We actually turned this movie off after 30 minutes. It was that dreadful. It – supposedly – intends to be a prequel to the 1985 George Romero classic, Day of the Dead, but it doesn’t feel that way at all. The plot follows the zombie virus as it is initially released inside of a mental hospital. In the very beginning of the movie they talk about this crackpot philosophical bullshit that mentions immortality and love not mattering. Say what now? Moving on, the movie doesn’t really address these philosophies. It’s not about immortality per se, it’s about zombies. They’re not immortal because they’re already dead. And they can technically get dead again, so, whatever. And the whole love thing makes no sense at all. There’s not even a proper love story in the movie, so why they had to bring it up at all is beyond me. There was no point. The characters were obnoxious, the acting was terrible, the story was forgettable. Skip it.


Another zombie movie we hated actually had some rather successful actors in it. But even with Michael Madsen, William Forsythe and my brother’s crush, Christy Carlson Romano, as leads, the movie failed to impress. Madsen and Forsythe are fathers who take their sons hunting to bond with them. While they’re there a mutant strain on Lyme Disease turns people into zombies, but only in the loosest sense of the word.
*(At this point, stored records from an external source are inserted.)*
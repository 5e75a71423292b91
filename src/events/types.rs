//! Domain event types broadcast through the Event Bus.

use serde::{Deserialize, Serialize};

use crate::device::DeviceStatus;
use crate::recording::SessionStatus;

/// Tagged union of everything C5/C7/C8 publish to C10. `#[serde(tag =
/// "event", content = "data")]` gives each variant a stable wire name that
/// RPC Server clients subscribe to as a topic.
#[derive(Debug, Clone, Serialize, Deserialize)]
#[serde(tag = "event", content = "data")]
pub enum DomainEvent {
    #[serde(rename = "camera_status_update")]
    CameraStatusUpdate {
        device: String,
        status: DeviceStatus,
    },

    #[serde(rename = "camera_removed")]
    CameraRemoved { device: String },

    #[serde(rename = "recording_status_update")]
    RecordingStatusUpdate {
        session_id: String,
        device: String,
        status: SessionStatus,
    },

    #[serde(rename = "recording_rotated")]
    RecordingRotated {
        session_id: String,
        new_file_path: String,
        segment_index: u32,
    },

    #[serde(rename = "snapshot_progress")]
    SnapshotProgress {
        device: String,
        tier: u8,
        message: String,
    },

    #[serde(rename = "router_health_changed")]
    RouterHealthChanged { status: String, circuit_open: bool },

    #[serde(rename = "storage_warning")]
    StorageWarning {
        usage_percentage: f64,
        path: String,
    },

    #[serde(rename = "system_error")]
    SystemError { module: String, message: String },
}

impl DomainEvent {
    /// Stable event name, used both on the wire and for topic matching.
    pub fn event_name(&self) -> &'static str {
        match self {
            DomainEvent::CameraStatusUpdate { .. } => "camera_status_update",
            DomainEvent::CameraRemoved { .. } => "camera_removed",
            DomainEvent::RecordingStatusUpdate { .. } => "recording_status_update",
            DomainEvent::RecordingRotated { .. } => "recording_rotated",
            DomainEvent::SnapshotProgress { .. } => "snapshot_progress",
            DomainEvent::RouterHealthChanged { .. } => "router_health_changed",
            DomainEvent::StorageWarning { .. } => "storage_warning",
            DomainEvent::SystemError { .. } => "system_error",
        }
    }

    /// Topic-wildcard match: `*` matches everything, `prefix.*` matches any
    /// event name whose `prefix.` portion matches (event names here are
    /// single segments, so `prefix.*` degrades to an exact "prefix" match
    /// against the un-dotted name), otherwise exact string match.
    pub fn matches_topic(&self, topic: &str) -> bool {
        if topic == "*" {
            return true;
        }
        if let Some(prefix) = topic.strip_suffix(".*") {
            return self.event_name().starts_with(prefix);
        }
        self.event_name() == topic
    }
}

#[cfg(test)]
mod tests {
    use super::*;

    fn sample() -> DomainEvent {
        DomainEvent::CameraStatusUpdate {
            device: "/dev/video0".to_string(),
            status: DeviceStatus::Connected,
        }
    }

    #[test]
    fn wildcard_matches_any_event() {
        assert!(sample().matches_topic("*"));
    }

    #[test]
    fn prefix_wildcard_matches_prefix_only() {
        assert!(sample().matches_topic("camera_status_update.*"));
        assert!(!sample().matches_topic("recording.*"));
    }

    #[test]
    fn exact_topic_matches_only_same_event() {
        assert!(sample().matches_topic("camera_status_update"));
        assert!(!sample().matches_topic("recording_status_update"));
    }
}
These “zombies” can walk straight and talk straight and even argue with people. It also seems like they are somewhat remorseful. That’s just nuts. How are there now zombies with regrets? Besides that, some of the acting is really flawed, the pacing is a drag and the effects are not cool. And most of the time you’re just watching people drink alcohol and eat the poor animals they’ve hunted down. Blah.
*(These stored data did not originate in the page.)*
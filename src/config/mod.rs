//! Configuration Provider (C1).
//!
//! Typed, reloadable snapshot of configuration: YAML on disk overlaid with
//! `CAMERA_SERVICE_*` environment variables, held behind a lock-free
//! snapshot cell with change-callback fan-out on reload.

mod schema;
mod store;

pub use schema::{
    AppConfig, AuthConfig, CameraConfig, CodecConfig, FfmpegConfig, LoggingConfig, MediaRouterConfig,
    RecordingConfig, ServerConfig, SnapshotsConfig, StreamReadinessConfig,
};
pub use store::ConfigProvider;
Kate Mara, Rooney Mara, Don Shanks and Olesya Rulin headline this movie, but just like the last movie, they could not save the wretched plot. In this, Bloody Mary became Bloody Mary in 1969 when she and two other girls were drugged by a few male classmates. When she fought back, one of them hit her, knocking her out. Believing she was dead, they put her into a trunk. But she was alive and she ended up suffocating. Decades later, three girls barely chant Bloody Mary’s name, conjure her up and she immediately goes on a killing spree. Apparently she’s killing the children of the people who killed her. It’s a crap motive really. The ways in which she kills people are recycled from better movies. The acting is bad. The script is ludicrous. The movie is just so unrealistic and pointless. Predictable as well.
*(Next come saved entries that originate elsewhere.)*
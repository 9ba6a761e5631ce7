//! Adapter plate between the second motor and its reduction

use arm_cad::Document;
use arm_cad::build::{HoleSpec, create_centered_rectangle, join_parts, make_hole};
use arm_cad::math::RadialPattern;
use glam::DVec3;
use uuid::Uuid;

use super::Recipe;
use super::common::{TOOL_LABEL, rotate_about_center, wall_axis};
use crate::{DesignParams, RecipeResult};

const PLATE_SIDE: f64 = 85.0;
const PLATE_THICKNESS: f64 = 5.0;
const REDUCTION_DIAMETER: f64 = 85.0;
/// Motor screw circle of this motor, slightly wider than the standard one
const MOTOR_SCREW_RADIUS: f64 = 49.41;
const CLEARANCE_DIAMETER: f64 = 20.0;
const SHAFT_DIAMETER: f64 = 44.0;

/// Two square plates, the motor one turned 45 degrees, each with the other's clearances
#[derive(Debug, Clone, Copy, Default)]
pub struct ReductionMount;

impl Recipe for ReductionMount {
    fn name(&self) -> &'static str {
        "second-motor-reduction-mount"
    }

    fn description(&self) -> &'static str {
        "Plate joining the second motor to its gear reduction"
    }

    fn build(&self, doc: &mut Document, params: &DesignParams) -> RecipeResult<Vec<Uuid>> {
        let center_z = PLATE_SIDE / 2.0;
        let motor_hole = params.motor_hole_diameter();

        let mut reduction =
            create_centered_rectangle(doc, PLATE_SIDE, PLATE_THICKNESS, PLATE_SIDE, TOOL_LABEL)?;
        let mut motor =
            create_centered_rectangle(doc, PLATE_SIDE, PLATE_THICKNESS, PLATE_SIDE, TOOL_LABEL)?;
        rotate_about_center(doc, motor, DVec3::Y, 45.0)?;
        doc.translate(motor, DVec3::new(0.0, PLATE_THICKNESS, 0.0))?;

        let wall_hole = |diameter: f64, radius: f64, angle: f64| {
            let (sin, cos) = angle.to_radians().sin_cos();
            HoleSpec::new(
                diameter,
                params.hole_inf,
                DVec3::new(cos * radius, 0.0, sin * radius + center_z),
            )
            .rotated(wall_axis())
            .through()
        };

        let ring = RadialPattern::new(4);
        let diagonal = ring.with_phase(ring.step() / 2.0);
        for slot in diagonal.slots() {
            let angle = slot.angle_deg;
            // The motor plate is turned, so its screws sit on the axes
            motor = make_hole(doc, motor, &wall_hole(motor_hole, MOTOR_SCREW_RADIUS, angle + 45.0))?;
            motor = make_hole(
                doc,
                motor,
                &wall_hole(CLEARANCE_DIAMETER, REDUCTION_DIAMETER / 2.0, angle),
            )?;
        }
        for slot in diagonal.slots() {
            let angle = slot.angle_deg;
            reduction = make_hole(
                doc,
                reduction,
                &wall_hole(motor_hole, REDUCTION_DIAMETER / 2.0, angle),
            )?;
            reduction = make_hole(
                doc,
                reduction,
                &wall_hole(CLEARANCE_DIAMETER, MOTOR_SCREW_RADIUS, angle + 45.0),
            )?;
        }

        let plate = join_parts(doc, motor, reduction)?;
        let plate = make_hole(doc, plate, &wall_hole(SHAFT_DIAMETER, 0.0, 0.0))?;

        doc.recompute()?;
        Ok(vec![plate])
    }
}

#[cfg(test)]
mod tests {
    use super::*;
    use approx::assert_relative_eq;

    #[test]
    fn test_reduction_mount_envelope() {
        let mut doc = Document::new("mount");
        let parts = ReductionMount.build(&mut doc, &DesignParams::default()).unwrap();
        let b = doc.bounds(parts[0]).unwrap();
        // Turned plate reaches the half diagonal around its center
        let half_diagonal = PLATE_SIDE / 2.0 * 2f64.sqrt();
        assert_relative_eq!(b.max.z, PLATE_SIDE / 2.0 + half_diagonal, epsilon = 1e-9);
        assert_relative_eq!(b.min.y, -PLATE_THICKNESS / 2.0, epsilon = 1e-9);
        assert_relative_eq!(b.max.y, PLATE_THICKNESS * 1.5, epsilon = 1e-9);
    }

    #[test]
    fn test_reduction_mount_is_unlabelled() {
        let mut doc = Document::new("mount");
        let parts = ReductionMount.build(&mut doc, &DesignParams::default()).unwrap();
        let plate = doc.object(parts[0]).unwrap();
        assert_eq!(plate.label, plate.name);
    }

    #[test]
    fn test_holes_cross_the_plates() {
        let mut doc = Document::new("mount");
        ReductionMount.build(&mut doc, &DesignParams::default()).unwrap();
        let holes: Vec<_> = doc
            .objects()
            .filter(|o| o.name.starts_with("Hole"))
            .collect();
        assert_eq!(holes.len(), 17);
        for hole in holes {
            let axis = hole.placement.rotation * DVec3::Z;
            assert_relative_eq!(axis.y.abs(), 1.0, epsilon = 1e-12);
        }
    }
}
Written, directed, produced and/or edited by Travis Cluff and Chris Lofing, this found footage movie did nothing to help the horror genre. We should have turned it off as soon as the guy behind the camera started talking – and talking and talking and talking. We hated him. We hated everyone. We hated the whole story really. The viewer is shown a high school student, Charlie, being accidentally hanged during a school play. Then, we are made to believe that 20 years later, the same school would attempt to put on the same play. Why? What would be the point? But that’s what they do in this story and it all turns out terrible. Four students wind up locked in the school, at night, and Charlie’s ghost wants to play. The students don’t appear to know anything about Charlie at first, which doesn’t make sense. How would they not know? I know I keep throwing questions into the void here, but all this movie does is inspire questions. There really aren’t any answers given at all. Just more questions. By the time you get to the twist in the movie – because of course, there’s a twist – you are already in such a headspace that you couldn’t actually care less about what’s really going on. It’s not like the twist isn’t horrible anyway. We really should have listened to Rotten Tomatoes when they said it wasn’t any good. And you should listen to us now when we say it’s just awful. There’s simply not enough here to condone watching this. It’s unoriginal. The script is lousy. The motive is lacking. There’s no Freddy Claws. It’s seriously unwatchable. Don’t put yourself through the suckfest that we did. It ain’t worth it. None of these movies are.